# Best Alternative to Original Livestream?



## val-cat (Jul 24, 2013)

Seems I was late for the Procaster party. When I signed up free to  livestream what I got instead was their 'new' thing, which completely  butchered the chat functionality that enabled viewers to name themselves  in the chat - let alone chat in the first place - without having to go through the trouble to sign up for an account. So, I got a free Ustream, where viewers can chat, but they have  to sign up in order not to be secluded to a designated user number. 

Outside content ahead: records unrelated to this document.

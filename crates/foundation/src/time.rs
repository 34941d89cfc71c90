/// Engine time in seconds since session start.
///
/// Deliberately not wall-clock: the engine timebase is advanced by frame
/// deltas so runs can be recorded and replayed.
#[derive(Copy, Clone, Debug, PartialEq, PartialOrd)]
pub struct Time(pub f64);

impl Time {
    pub const ZERO: Time = Time(0.0);

    pub fn after(self, seconds: f64) -> Time {
        Time(self.0 + seconds)
    }

    /// Seconds elapsed since `earlier`, clamped to zero.
    pub fn since(self, earlier: Time) -> f64 {
        (self.0 - earlier.0).max(0.0)
    }
}
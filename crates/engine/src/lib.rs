pub mod config;
pub mod coordinator;
pub mod poi;

pub use config::*;
pub use coordinator::*;
pub use poi::*;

From what others have said, there is no alternative to the glory of Procaster combined with fully functional chat room, so I'll have to work around it. For instance, with the Ustream I already have, I could stream normally, but for those who don't have an account, I could provide an IRC for them to name themselves and interact in. That's the best solution I can think of so far. If I do nsfw stuff on there, I should be able to use password protection for both Ustream and Mibbet (the IRC place that was suggested to me). If there are any better things I can do to get over this hurdle, please let me know. I wanna stream arts dammit! >.<

P.S. Preferably something that's free, but not primitive like join.me. Also, I was torn between putting this either on the Palette Town section or on here. Guess I'll find out whether this was the right or wrong place to post this, right?


----------



## Runefox (Jul 25, 2013)

Well, twitch.tv is pretty good, but you more than likely need to get XSplit to run the stream. I haven't really done much with Livestream or Twitch, so I can only really go with what my experiences as a stream watcher.


----------



## Cain (Jul 26, 2013)

Twitch is a good livestream, I use OBS to stream, and it works a charm. Simple, easy to use, etc.
Though I believe all you can stream under twitch is gaming, so if you're planning on anything else that's out.


----------



## PheagleAdler (Jul 27, 2013)

Justin.TV?


----------



## Ferdinand Deer (Aug 2, 2013)

Join.me is pretty good,it's free to use.


----------